━━━ Data records ━━━
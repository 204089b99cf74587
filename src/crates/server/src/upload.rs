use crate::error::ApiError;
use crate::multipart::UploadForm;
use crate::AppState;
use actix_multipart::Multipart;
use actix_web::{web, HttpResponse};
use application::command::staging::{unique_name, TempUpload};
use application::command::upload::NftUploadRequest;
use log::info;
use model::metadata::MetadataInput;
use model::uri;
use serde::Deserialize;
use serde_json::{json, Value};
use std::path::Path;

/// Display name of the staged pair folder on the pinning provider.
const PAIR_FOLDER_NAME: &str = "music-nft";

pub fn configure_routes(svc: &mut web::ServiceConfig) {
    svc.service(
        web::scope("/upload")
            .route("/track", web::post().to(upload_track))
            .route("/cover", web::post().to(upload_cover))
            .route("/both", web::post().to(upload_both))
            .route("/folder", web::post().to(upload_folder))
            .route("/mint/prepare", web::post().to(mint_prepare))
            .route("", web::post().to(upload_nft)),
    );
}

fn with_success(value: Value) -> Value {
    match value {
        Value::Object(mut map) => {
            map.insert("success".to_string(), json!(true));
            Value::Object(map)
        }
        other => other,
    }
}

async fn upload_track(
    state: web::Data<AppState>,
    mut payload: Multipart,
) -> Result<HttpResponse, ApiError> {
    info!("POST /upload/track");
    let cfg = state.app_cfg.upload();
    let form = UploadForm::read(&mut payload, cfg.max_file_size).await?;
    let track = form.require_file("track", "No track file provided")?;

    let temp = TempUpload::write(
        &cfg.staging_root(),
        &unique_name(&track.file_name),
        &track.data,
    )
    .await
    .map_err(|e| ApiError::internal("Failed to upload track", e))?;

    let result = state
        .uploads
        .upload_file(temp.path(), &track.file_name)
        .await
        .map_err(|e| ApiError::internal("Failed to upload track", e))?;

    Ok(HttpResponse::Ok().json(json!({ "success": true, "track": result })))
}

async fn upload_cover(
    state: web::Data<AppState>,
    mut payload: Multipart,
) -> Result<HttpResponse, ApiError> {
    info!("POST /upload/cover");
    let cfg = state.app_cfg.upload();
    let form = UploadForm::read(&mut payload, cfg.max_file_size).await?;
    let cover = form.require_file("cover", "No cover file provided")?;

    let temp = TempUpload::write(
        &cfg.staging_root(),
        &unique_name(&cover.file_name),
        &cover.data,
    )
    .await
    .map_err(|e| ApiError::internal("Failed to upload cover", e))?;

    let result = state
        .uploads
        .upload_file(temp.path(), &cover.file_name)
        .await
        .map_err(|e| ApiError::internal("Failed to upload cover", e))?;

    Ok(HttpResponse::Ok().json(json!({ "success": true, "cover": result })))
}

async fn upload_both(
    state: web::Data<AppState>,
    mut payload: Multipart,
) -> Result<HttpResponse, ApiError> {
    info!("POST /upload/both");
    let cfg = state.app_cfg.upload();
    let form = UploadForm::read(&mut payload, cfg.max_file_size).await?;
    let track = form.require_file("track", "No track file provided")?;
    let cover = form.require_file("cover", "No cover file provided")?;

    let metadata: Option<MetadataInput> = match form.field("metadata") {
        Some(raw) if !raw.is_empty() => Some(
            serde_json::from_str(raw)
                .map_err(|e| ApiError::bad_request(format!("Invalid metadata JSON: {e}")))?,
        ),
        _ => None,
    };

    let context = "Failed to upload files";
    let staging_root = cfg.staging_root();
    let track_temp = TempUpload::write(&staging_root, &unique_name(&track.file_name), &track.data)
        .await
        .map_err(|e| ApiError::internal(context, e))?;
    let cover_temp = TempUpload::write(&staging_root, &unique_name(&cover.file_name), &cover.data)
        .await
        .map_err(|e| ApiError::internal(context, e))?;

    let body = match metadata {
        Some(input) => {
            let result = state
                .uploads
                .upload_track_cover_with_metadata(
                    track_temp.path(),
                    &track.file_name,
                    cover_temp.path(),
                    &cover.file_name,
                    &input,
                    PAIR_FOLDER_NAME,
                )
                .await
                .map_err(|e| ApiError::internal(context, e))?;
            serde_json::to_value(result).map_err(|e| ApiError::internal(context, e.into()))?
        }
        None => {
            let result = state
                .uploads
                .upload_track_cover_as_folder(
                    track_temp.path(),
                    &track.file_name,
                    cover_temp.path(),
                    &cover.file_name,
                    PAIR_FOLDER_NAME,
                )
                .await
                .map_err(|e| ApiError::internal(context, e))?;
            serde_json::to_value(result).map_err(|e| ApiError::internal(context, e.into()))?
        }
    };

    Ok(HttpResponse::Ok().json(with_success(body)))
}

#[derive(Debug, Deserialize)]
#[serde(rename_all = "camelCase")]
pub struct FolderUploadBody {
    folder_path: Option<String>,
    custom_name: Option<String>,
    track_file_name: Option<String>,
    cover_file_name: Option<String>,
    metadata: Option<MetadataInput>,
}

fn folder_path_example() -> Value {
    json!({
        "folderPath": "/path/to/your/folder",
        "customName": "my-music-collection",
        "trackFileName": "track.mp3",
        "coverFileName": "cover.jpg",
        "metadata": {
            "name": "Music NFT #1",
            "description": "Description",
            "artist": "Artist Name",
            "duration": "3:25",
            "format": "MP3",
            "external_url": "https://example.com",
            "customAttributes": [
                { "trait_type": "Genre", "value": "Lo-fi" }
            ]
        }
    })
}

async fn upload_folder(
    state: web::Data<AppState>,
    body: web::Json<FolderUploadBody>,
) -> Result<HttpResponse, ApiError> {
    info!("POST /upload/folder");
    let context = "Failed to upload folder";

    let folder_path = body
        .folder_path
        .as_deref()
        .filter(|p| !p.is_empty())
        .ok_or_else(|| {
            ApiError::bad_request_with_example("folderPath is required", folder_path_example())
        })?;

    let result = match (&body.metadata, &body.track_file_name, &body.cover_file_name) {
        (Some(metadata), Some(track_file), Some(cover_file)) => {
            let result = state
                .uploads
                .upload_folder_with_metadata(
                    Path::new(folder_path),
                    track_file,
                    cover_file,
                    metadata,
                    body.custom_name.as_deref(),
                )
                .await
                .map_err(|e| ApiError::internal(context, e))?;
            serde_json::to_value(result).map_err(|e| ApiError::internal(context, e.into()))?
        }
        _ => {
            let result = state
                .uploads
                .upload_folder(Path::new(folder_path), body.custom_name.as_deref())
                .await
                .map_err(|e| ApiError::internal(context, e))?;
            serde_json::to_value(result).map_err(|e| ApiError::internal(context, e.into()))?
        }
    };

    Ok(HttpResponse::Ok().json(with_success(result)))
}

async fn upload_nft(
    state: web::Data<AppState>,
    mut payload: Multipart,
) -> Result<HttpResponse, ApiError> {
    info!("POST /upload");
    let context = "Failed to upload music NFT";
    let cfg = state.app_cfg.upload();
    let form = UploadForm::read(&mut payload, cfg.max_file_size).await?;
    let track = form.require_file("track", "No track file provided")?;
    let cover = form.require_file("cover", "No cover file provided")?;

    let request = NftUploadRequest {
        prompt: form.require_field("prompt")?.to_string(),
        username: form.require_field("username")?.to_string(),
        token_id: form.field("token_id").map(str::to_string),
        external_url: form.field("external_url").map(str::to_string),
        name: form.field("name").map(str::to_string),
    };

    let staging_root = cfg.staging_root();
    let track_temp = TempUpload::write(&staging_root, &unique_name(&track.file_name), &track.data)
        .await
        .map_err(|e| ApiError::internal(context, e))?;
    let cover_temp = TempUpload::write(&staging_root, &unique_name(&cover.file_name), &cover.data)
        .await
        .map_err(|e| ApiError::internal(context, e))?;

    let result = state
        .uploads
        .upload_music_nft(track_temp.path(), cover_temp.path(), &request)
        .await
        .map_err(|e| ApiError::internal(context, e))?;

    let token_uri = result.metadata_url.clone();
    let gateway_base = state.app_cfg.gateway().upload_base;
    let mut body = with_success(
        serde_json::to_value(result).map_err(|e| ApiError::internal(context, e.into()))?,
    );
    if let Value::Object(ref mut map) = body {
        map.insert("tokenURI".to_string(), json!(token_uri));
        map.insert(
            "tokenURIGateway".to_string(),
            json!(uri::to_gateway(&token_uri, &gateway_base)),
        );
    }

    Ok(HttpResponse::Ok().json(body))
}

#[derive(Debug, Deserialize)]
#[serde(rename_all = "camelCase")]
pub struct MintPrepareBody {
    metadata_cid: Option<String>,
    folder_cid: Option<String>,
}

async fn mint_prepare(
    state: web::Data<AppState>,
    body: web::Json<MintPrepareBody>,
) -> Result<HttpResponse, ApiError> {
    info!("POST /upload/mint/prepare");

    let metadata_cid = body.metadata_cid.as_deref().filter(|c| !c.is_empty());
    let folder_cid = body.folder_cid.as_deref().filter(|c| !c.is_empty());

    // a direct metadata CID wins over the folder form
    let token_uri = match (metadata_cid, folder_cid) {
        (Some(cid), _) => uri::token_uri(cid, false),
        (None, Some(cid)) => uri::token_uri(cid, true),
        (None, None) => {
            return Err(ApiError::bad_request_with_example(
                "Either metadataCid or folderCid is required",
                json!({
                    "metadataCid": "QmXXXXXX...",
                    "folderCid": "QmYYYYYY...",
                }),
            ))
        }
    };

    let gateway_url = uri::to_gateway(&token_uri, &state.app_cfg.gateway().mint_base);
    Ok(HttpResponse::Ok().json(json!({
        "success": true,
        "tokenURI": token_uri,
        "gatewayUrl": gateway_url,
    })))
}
━━━
> What needs to be done
How many lines of the listing include the string "format"? Give only the number.

> Solution to this task
2